Assignment → Give back nothing but the number of lines in these entries that contain the word "text".

Task input →
╭──
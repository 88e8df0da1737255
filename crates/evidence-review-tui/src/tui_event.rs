use evidence_review_core::{RecordSet, SaveTrigger};

/// Commands sent from the TUI to the backend.
#[derive(Debug, Clone, PartialEq, Eq)]
pub enum BackendCommand {
    /// Fetch and parse the record CSV.
    Load,
    /// Submit the full CSV text. `seq` identifies the autosave ticket.
    Save {
        seq: u64,
        trigger: SaveTrigger,
        csv: String,
    },
    /// Check whether the image for record `index` can be loaded.
    ProbeImage { index: usize, url: String },
}

/// Events flowing from the backend tasks to the TUI.
#[derive(Debug, Clone)]
pub enum BackendEvent {
    Loaded(RecordSet),
    LoadFailed { error: String },
    SaveFinished {
        seq: u64,
        trigger: SaveTrigger,
        result: Result<(), String>,
    },
    ImageUnavailable { index: usize, url: String },
}
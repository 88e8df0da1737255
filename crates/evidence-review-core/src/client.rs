use std::time::Duration;

use serde::{Deserialize, Serialize};

use crate::codec::parse_records;
use crate::record::RecordSet;
use crate::{ImageLoadError, LoadError, SaveError};

pub const DEFAULT_BASE_URL: &str = "http://localhost:5001";
pub const DEFAULT_CSV_PATH: &str = "/resultados_validacion.csv";
pub const DEFAULT_SAVE_PATH: &str = "/save-results";
pub const DEFAULT_IMAGES_PATH: &str = "/evidencias/";
pub const DEFAULT_TIMEOUT: Duration = Duration::from_secs(10);

/// JSON body of a save request.
#[derive(Debug, Clone, Serialize, Deserialize)]
#[serde(rename_all = "camelCase")]
pub struct SavePayload {
    pub csv_data: String,
}

/// Absolute URLs of the three server endpoints.
#[derive(Debug, Clone, PartialEq, Eq)]
pub struct Endpoints {
    pub csv_url: String,
    pub save_url: String,
    pub images_url: String,
}

impl Endpoints {
    /// Join endpoint paths onto a server base URL.
    pub fn from_base(base: &str, csv_path: &str, save_path: &str, images_path: &str) -> Self {
        let base = base.trim_end_matches('/');
        let join = |path: &str| format!("{}/{}", base, path.trim_start_matches('/'));
        Self {
            csv_url: join(csv_path),
            save_url: join(save_path),
            images_url: join(images_path),
        }
    }
}

impl Default for Endpoints {
    fn default() -> Self {
        Self::from_base(
            DEFAULT_BASE_URL,
            DEFAULT_CSV_PATH,
            DEFAULT_SAVE_PATH,
            DEFAULT_IMAGES_PATH,
        )
    }
}

/// HTTP client for the evidence server.
#[derive(Debug, Clone)]
pub struct ReviewClient {
    http: reqwest::Client,
    endpoints: Endpoints,
}

impl ReviewClient {
    pub fn new(endpoints: Endpoints, timeout: Duration) -> Result<Self, reqwest::Error> {
        let http = reqwest::Client::builder().timeout(timeout).build()?;
        Ok(Self { http, endpoints })
    }

    pub fn endpoints(&self) -> &Endpoints {
        &self.endpoints
    }

    /// Fetch and parse the record CSV.
    pub async fn load_records(&self) -> Result<RecordSet, LoadError> {
        let resp = self
            .http
            .get(&self.endpoints.csv_url)
            .header("Accept", "text/csv")
            .send()
            .await?;

        let status = resp.status();
        if !status.is_success() {
            tracing::warn!(url = %self.endpoints.csv_url, status = status.as_u16(), "CSV fetch failed");
            return Err(LoadError::Status(status.as_u16()));
        }

        let text = resp.text().await?;
        let records = parse_records(&text)?;
        tracing::info!(
            url = %self.endpoints.csv_url,
            rows = records.len(),
            columns = records.headers.len(),
            "loaded records"
        );
        Ok(records)
    }

    /// Submit the full CSV text to the save endpoint.
    pub async fn save_csv(&self, csv_data: String) -> Result<(), SaveError> {
        let bytes = csv_data.len();
        let resp = self
            .http
            .post(&self.endpoints.save_url)
            .json(&SavePayload { csv_data })
            .send()
            .await?;

        let status = resp.status();
        if !status.is_success() {
            tracing::warn!(status = status.as_u16(), "save rejected");
            return Err(SaveError::Status(status.as_u16()));
        }
        tracing::debug!(bytes, "save accepted");
        Ok(())
    }

    /// Check that an image URL is reachable without downloading it.
    pub async fn probe_image(&self, url: &str) -> Result<(), ImageLoadError> {
        let resp = self.http.head(url).send().await?;
        let status = resp.status();
        if !status.is_success() {
            return Err(ImageLoadError::Status(status.as_u16()));
        }
        Ok(())
    }
}
use std::path::PathBuf;

use tokio::sync::Mutex;

/// Shared application state accessible from all handlers.
pub struct AppState {
    /// The record CSV served at `/resultados_validacion.csv`.
    pub csv_path: PathBuf,
    /// Directory served under `/evidencias/`.
    pub evidence_dir: PathBuf,
    /// Held while replacing the CSV so concurrent saves land one at a time.
    pub write_lock: Mutex<()>,
}

impl AppState {
    pub fn new(csv_path: impl Into<PathBuf>, evidence_dir: impl Into<PathBuf>) -> Self {
        Self {
            csv_path: csv_path.into(),
            evidence_dir: evidence_dir.into(),
            write_lock: Mutex::new(()),
        }
    }
}
pub const MIN_ZOOM: f32 = 0.5;
pub const MAX_ZOOM: f32 = 3.0;
pub const ZOOM_STEP: f32 = 0.25;

/// Zoom and pan state of the image panel. View-only; never saved.
#[derive(Debug, Clone, PartialEq)]
pub struct Viewport {
    zoom: f32,
    offset: (i32, i32),
    /// Pointer position minus offset at drag start.
    drag_origin: Option<(i32, i32)>,
}

impl Default for Viewport {
    fn default() -> Self {
        Self {
            zoom: 1.0,
            offset: (0, 0),
            drag_origin: None,
        }
    }
}

impl Viewport {
    pub fn zoom(&self) -> f32 {
        self.zoom
    }

    pub fn offset(&self) -> (i32, i32) {
        self.offset
    }

    pub fn zoom_percent(&self) -> u32 {
        (self.zoom * 100.0).round() as u32
    }

    pub fn is_dragging(&self) -> bool {
        self.drag_origin.is_some()
    }

    /// Panning only applies while zoomed in.
    pub fn can_pan(&self) -> bool {
        self.zoom > 1.0
    }

    pub fn zoom_in(&mut self) {
        self.zoom = (self.zoom + ZOOM_STEP).min(MAX_ZOOM);
    }

    pub fn zoom_out(&mut self) {
        self.zoom = (self.zoom - ZOOM_STEP).max(MIN_ZOOM);
    }

    pub fn reset(&mut self) {
        *self = Self::default();
    }

    pub fn begin_drag(&mut self, x: i32, y: i32) {
        if self.can_pan() {
            self.drag_origin = Some((x - self.offset.0, y - self.offset.1));
        }
    }

    pub fn drag_to(&mut self, x: i32, y: i32) {
        if let Some((ox, oy)) = self.drag_origin
            && self.can_pan()
        {
            self.offset = (x - ox, y - oy);
        }
    }

    pub fn end_drag(&mut self) {
        self.drag_origin = None;
    }
}

#[cfg(test)]
mod tests {
    use super::*;

    #[test]
    fn zoom_is_clamped() {
        let mut v = Viewport::default();
        for _ in 0..20 {
            v.zoom_in();
        }
        assert_eq!(v.zoom(), MAX_ZOOM);
        for _ in 0..20 {
            v.zoom_out();
        }
        assert_eq!(v.zoom(), MIN_ZOOM);
        assert_eq!(v.zoom_percent(), 50);
    }

    #[test]
    fn drag_ignored_at_base_zoom() {
        let mut v = Viewport::default();
        v.begin_drag(10, 10);
        v.drag_to(50, 0);
        assert!(!v.is_dragging());
        assert_eq!(v.offset(), (0, 0));
    }

    #[test]
    fn drag_moves_relative_to_start() {
        let mut v = Viewport::default();
        v.zoom_in();
        v.zoom_in();
        v.zoom_in();
        v.zoom_in();
        assert_eq!(v.zoom(), 2.0);

        v.begin_drag(100, 100);
        v.drag_to(140, 90);
        assert_eq!(v.offset(), (40, -10));
        v.end_drag();

        // A second drag continues from the current offset.
        v.begin_drag(0, 0);
        v.drag_to(5, 5);
        assert_eq!(v.offset(), (45, -5));
        v.end_drag();
        v.drag_to(500, 500);
        assert_eq!(v.offset(), (45, -5));
    }

    #[test]
    fn reset_restores_origin() {
        let mut v = Viewport::default();
        v.zoom_in();
        v.zoom_in();
        v.begin_drag(0, 0);
        v.drag_to(3, 4);
        v.reset();
        assert_eq!(v, Viewport::default());
    }
}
╰──
Response area → 5